Saved entries
===
use p4_types::{Record, SessionError, SpecFieldTable};
use parking_lot::Mutex;
use std::collections::HashMap;
use std::sync::Arc;
use std::time::{Duration, Instant};

use crate::ports::outbound::BlockingSession;

type Responder =
    Box<dyn FnMut(&[String], &[Record]) -> Result<Vec<Record>, SessionError> + Send + 'static>;

/// Scriptable in-memory session for tests.
///
/// Replies are scripted per command name; unscripted commands succeed with
/// no records. Every call (including connect and disconnect) is written to
/// a shared [`SessionJournal`] with its enter and exit instants, so tests can
/// check ordering and overlap after the session has been moved into an
/// adapter.
#[derive(Default)]
pub struct InMemorySession {
    connected: bool,
    input: Vec<Record>,
    responders: HashMap<String, Responder>,
    connect_error: Option<SessionError>,
    disconnect_error: Option<SessionError>,
    latency: Option<Duration>,
    spec_fields: Option<SpecFieldTable>,
    journal: SessionJournal,
}

impl InMemorySession {
    pub fn new() -> Self {
        Self::default()
    }

    /// Start out connected.
    #[must_use]
    pub fn connected(mut self) -> Self {
        self.connected = true;
        self
    }

    /// Reply to every run of `command` with `records`.
    #[must_use]
    pub fn respond(self, command: &str, records: Vec<Record>) -> Self {
        self.respond_with(command, move |_, _| Ok(records.clone()))
    }

    /// Reply to `command` by calling `responder` with the args and the
    /// input buffer consumed by the run.
    #[must_use]
    pub fn respond_with<F>(mut self, command: &str, responder: F) -> Self
    where
        F: FnMut(&[String], &[Record]) -> Result<Vec<Record>, SessionError> + Send + 'static,
    {
        self.responders
            .insert(command.to_string(), Box::new(responder));
        self
    }

    /// Fail every run of `command` with `error`.
    #[must_use]
    pub fn fail(self, command: &str, error: SessionError) -> Self {
        self.respond_with(command, move |_, _| Err(error.clone()))
    }

    #[must_use]
    pub fn fail_connect(mut self, error: SessionError) -> Self {
        self.connect_error = Some(error);
        self
    }

    #[must_use]
    pub fn fail_disconnect(mut self, error: SessionError) -> Self {
        self.disconnect_error = Some(error);
        self
    }

    /// Sleep for `latency` inside every call.
    #[must_use]
    pub fn with_latency(mut self, latency: Duration) -> Self {
        self.latency = Some(latency);
        self
    }

    /// Report `table` instead of the standard spec-field table.
    #[must_use]
    pub fn with_spec_fields(mut self, table: SpecFieldTable) -> Self {
        self.spec_fields = Some(table);
        self
    }

    /// Handle to the call journal, valid after the session is moved.
    #[must_use]
    pub fn journal(&self) -> SessionJournal {
        self.journal.clone()
    }

    fn record<T>(
        &mut self,
        command: &str,
        args: &[String],
        call: impl FnOnce(&mut Self, &[Record]) -> T,
    ) -> T {
        let active = self.journal.enter();
        let input = std::mem::take(&mut self.input);
        if let Some(latency) = self.latency {
            std::thread::sleep(latency);
        }
        let result = call(self, &input);
        active.finish(command, args, input);
        result
    }
}

impl BlockingSession for InMemorySession {
    fn connect(&mut self) -> Result<(), SessionError> {
        self.record("connect", &[], |session, _| match session.connect_error.clone() {
            Some(err) => Err(err),
            None => {
                session.connected = true;
                Ok(())
            }
        })
    }

    fn disconnect(&mut self) -> Result<(), SessionError> {
        self.record("disconnect", &[], |session, _| {
            match session.disconnect_error.clone() {
                Some(err) => Err(err),
                None => {
                    session.connected = false;
                    Ok(())
                }
            }
        })
    }

    fn is_connected(&self) -> bool {
        self.connected
    }

    fn run(&mut self, command: &str, args: &[String]) -> Result<Vec<Record>, SessionError> {
        self.record(command, args, |session, input| {
            match session.responders.get_mut(command) {
                Some(responder) => responder(args, input),
                None => Ok(Vec::new()),
            }
        })
    }

    fn set_input(&mut self, input: Vec<Record>) {
        self.input = input;
    }

    fn spec_fields(&self) -> SpecFieldTable {
        self.spec_fields
            .clone()
            .unwrap_or_else(SpecFieldTable::standard)
    }
}

/// One journaled session call.
#[derive(Debug, Clone, PartialEq, Eq)]
pub struct CallRecord {
    pub command: String,
    pub args: Vec<String>,
    /// Input buffer consumed by the call.
    pub input: Vec<Record>,
    pub started: Instant,
    pub finished: Instant,
}

#[derive(Debug, Default)]
struct JournalState {
    calls: Vec<CallRecord>,
    active: usize,
    max_active: usize,
}

/// Shared, append-only log of session calls.
#[derive(Debug, Clone, Default)]
pub struct SessionJournal {
    state: Arc<Mutex<JournalState>>,
}

impl SessionJournal {
    /// Calls in completion order.
    #[must_use]
    pub fn calls(&self) -> Vec<CallRecord> {
        self.state.lock().calls.clone()
    }

    /// Command names in completion order.
    #[must_use]
    pub fn commands(&self) -> Vec<String> {
        self.state
            .lock()
            .calls
            .iter()
            .map(|call| call.command.clone())
            .collect()
    }

    /// Number of completed calls of `command`.
    #[must_use]
    pub fn count(&self, command: &str) -> usize {
        self.state
            .lock()
            .calls
            .iter()
            .filter(|call| call.command == command)
            .count()
    }

    /// Highest number of calls ever in flight at once.
    #[must_use]
    pub fn max_concurrency(&self) -> usize {
        self.state.lock().max_active
    }

    /// Whether any two completed calls overlapped in time.
    #[must_use]
    pub fn has_overlap(&self) -> bool {
        let mut intervals: Vec<_> = self
            .state
            .lock()
            .calls
            .iter()
            .map(|call| (call.started, call.finished))
            .collect();
        intervals.sort();
        intervals
            .windows(2)
            .any(|pair| pair[1].0 < pair[0].1)
    }

    fn enter(&self) -> ActiveCall {
        let mut state = self.state.lock();
        state.active += 1;
        state.max_active = state.max_active.max(state.active);
        ActiveCall {
            journal: self.clone(),
            started: Instant::now(),
        }
    }
}

/// Marks a call in flight until dropped, including when the call panics.
struct ActiveCall {
    journal: SessionJournal,
    started: Instant,
}

impl ActiveCall {
    fn finish(self, command: &str, args: &[String], input: Vec<Record>) {
        self.journal.state.lock().calls.push(CallRecord {
            command: command.to_string(),
            args: args.to_vec(),
            input,
            started: self.started,
            finished: Instant::now(),
        });
    }
}

impl Drop for ActiveCall {
    fn drop(&mut self) {
        self.journal.state.lock().active -= 1;
    }
}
===
> _Exercise prompt_: Each entry should be reproduced in the output exactly.

> _Solution for this problem_:
use p4_types::{Record, SessionError, SpecFieldTable};
use parking_lot::Mutex;
use std::collections::HashMap;
use std::sync::Arc;
use std::time::{Duration, Instant};

use crate::ports::outbound::BlockingSession;

type Responder =
    Box<dyn FnMut(&[String], &[Record]) -> Result<Vec<Record>, SessionError> + Send + 'static>;

/// Scriptable in-memory session for tests.
///
/// Replies are scripted per command name; unscripted commands succeed with
/// no records. Every call (including connect and disconnect) is written to
/// a shared [`SessionJournal`] with its enter and exit instants, so tests can
/// check ordering and overlap after the session has been moved into an
/// adapter.
#[derive(Default)]
pub struct InMemorySession {
    connected: bool,
    input: Vec<Record>,
    responders: HashMap<String, Responder>,
    connect_error: Option<SessionError>,
    disconnect_error: Option<SessionError>,
    latency: Option<Duration>,
    spec_fields: Option<SpecFieldTable>,
    journal: SessionJournal,
}

impl InMemorySession {
    pub fn new() -> Self {
        Self::default()
    }

    /// Start out connected.
    #[must_use]
    pub fn connected(mut self) -> Self {
        self.connected = true;
        self
    }

    /// Reply to every run of `command` with `records`.
    #[must_use]
    pub fn respond(self, command: &str, records: Vec<Record>) -> Self {
        self.respond_with(command, move |_, _| Ok(records.clone()))
    }

    /// Reply to `command` by calling `responder` with the args and the
    /// input buffer consumed by the run.
    #[must_use]
    pub fn respond_with<F>(mut self, command: &str, responder: F) -> Self
    where
        F: FnMut(&[String], &[Record]) -> Result<Vec<Record>, SessionError> + Send + 'static,
    {
        self.responders
            .insert(command.to_string(), Box::new(responder));
        self
    }

    /// Fail every run of `command` with `error`.
    #[must_use]
    pub fn fail(self, command: &str, error: SessionError) -> Self {
        self.respond_with(command, move |_, _| Err(error.clone()))
    }

    #[must_use]
    pub fn fail_connect(mut self, error: SessionError) -> Self {
        self.connect_error = Some(error);
        self
    }

    #[must_use]
    pub fn fail_disconnect(mut self, error: SessionError) -> Self {
        self.disconnect_error = Some(error);
        self
    }

    /// Sleep for `latency` inside every call.
    #[must_use]
    pub fn with_latency(mut self, latency: Duration) -> Self {
        self.latency = Some(latency);
        self
    }

    /// Report `table` instead of the standard spec-field table.
    #[must_use]
    pub fn with_spec_fields(mut self, table: SpecFieldTable) -> Self {
        self.spec_fields = Some(table);
        self
    }

    /// Handle to the call journal, valid after the session is moved.
    #[must_use]
    pub fn journal(&self) -> SessionJournal {
        self.journal.clone()
    }

    fn record<T>(
        &mut self,
        command: &str,
        args: &[String],
        call: impl FnOnce(&mut Self, &[Record]) -> T,
    ) -> T {
        let active = self.journal.enter();
        let input = std::mem::take(&mut self.input);
        if let Some(latency) = self.latency {
            std::thread::sleep(latency);
        }
        let result = call(self, &input);
        active.finish(command, args, input);
        result
    }
}

impl BlockingSession for InMemorySession {
    fn connect(&mut self) -> Result<(), SessionError> {
        self.record("connect", &[], |session, _| match session.connect_error.clone() {
            Some(err) => Err(err),
            None => {
                session.connected = true;
                Ok(())
            }
        })
    }

    fn disconnect(&mut self) -> Result<(), SessionError> {
        self.record("disconnect", &[], |session, _| {
            match session.disconnect_error.clone() {
                Some(err) => Err(err),
                None => {
                    session.connected = false;
                    Ok(())
                }
            }
        })
    }

    fn is_connected(&self) -> bool {
        self.connected
    }

    fn run(&mut self, command: &str, args: &[String]) -> Result<Vec<Record>, SessionError> {
        self.record(command, args, |session, input| {
            match session.responders.get_mut(command) {
                Some(responder) => responder(args, input),
                None => Ok(Vec::new()),
            }
        })
    }

    fn set_input(&mut self, input: Vec<Record>) {
        self.input = input;
    }

    fn spec_fields(&self) -> SpecFieldTable {
        self.spec_fields
            .clone()
            .unwrap_or_else(SpecFieldTable::standard)
    }
}

/// One journaled session call.
#[derive(Debug, Clone, PartialEq, Eq)]
pub struct CallRecord {
    pub command: String,
    pub args: Vec<String>,
    /// Input buffer consumed by the call.
    pub input: Vec<Record>,
    pub started: Instant,
    pub finished: Instant,
}

#[derive(Debug, Default)]
struct JournalState {
    calls: Vec<CallRecord>,
    active: usize,
    max_active: usize,
}

/// Shared, append-only log of session calls.
#[derive(Debug, Clone, Default)]
pub struct SessionJournal {
    state: Arc<Mutex<JournalState>>,
}

impl SessionJournal {
    /// Calls in completion order.
    #[must_use]
    pub fn calls(&self) -> Vec<CallRecord> {
        self.state.lock().calls.clone()
    }

    /// Command names in completion order.
    #[must_use]
    pub fn commands(&self) -> Vec<String> {
        self.state
            .lock()
            .calls
            .iter()
            .map(|call| call.command.clone())
            .collect()
    }

    /// Number of completed calls of `command`.
    #[must_use]
    pub fn count(&self, command: &str) -> usize {
        self.state
            .lock()
            .calls
            .iter()
            .filter(|call| call.command == command)
            .count()
    }

    /// Highest number of calls ever in flight at once.
    #[must_use]
    pub fn max_concurrency(&self) -> usize {
        self.state.lock().max_active
    }

    /// Whether any two completed calls overlapped in time.
    #[must_use]
    pub fn has_overlap(&self) -> bool {
        let mut intervals: Vec<_> = self
            .state
            .lock()
            .calls
            .iter()
            .map(|call| (call.started, call.finished))
            .collect();
        intervals.sort();
        intervals
            .windows(2)
            .any(|pair| pair[1].0 < pair[0].1)
    }

    fn enter(&self) -> ActiveCall {
        let mut state = self.state.lock();
        state.active += 1;
        state.max_active = state.max_active.max(state.active);
        ActiveCall {
            journal: self.clone(),
            started: Instant::now(),
        }
    }
}

/// Marks a call in flight until dropped, including when the call panics.
struct ActiveCall {
    journal: SessionJournal,
    started: Instant,
}

impl ActiveCall {
    fn finish(self, command: &str, args: &[String], input: Vec<Record>) {
        self.journal.state.lock().calls.push(CallRecord {
            command: command.to_string(),
            args: args.to_vec(),
            input,
            started: self.started,
            finished: Instant::now(),
        });
    }
}

impl Drop for ActiveCall {
    fn drop(&mut self) {
        self.journal.state.lock().active -= 1;
    }
}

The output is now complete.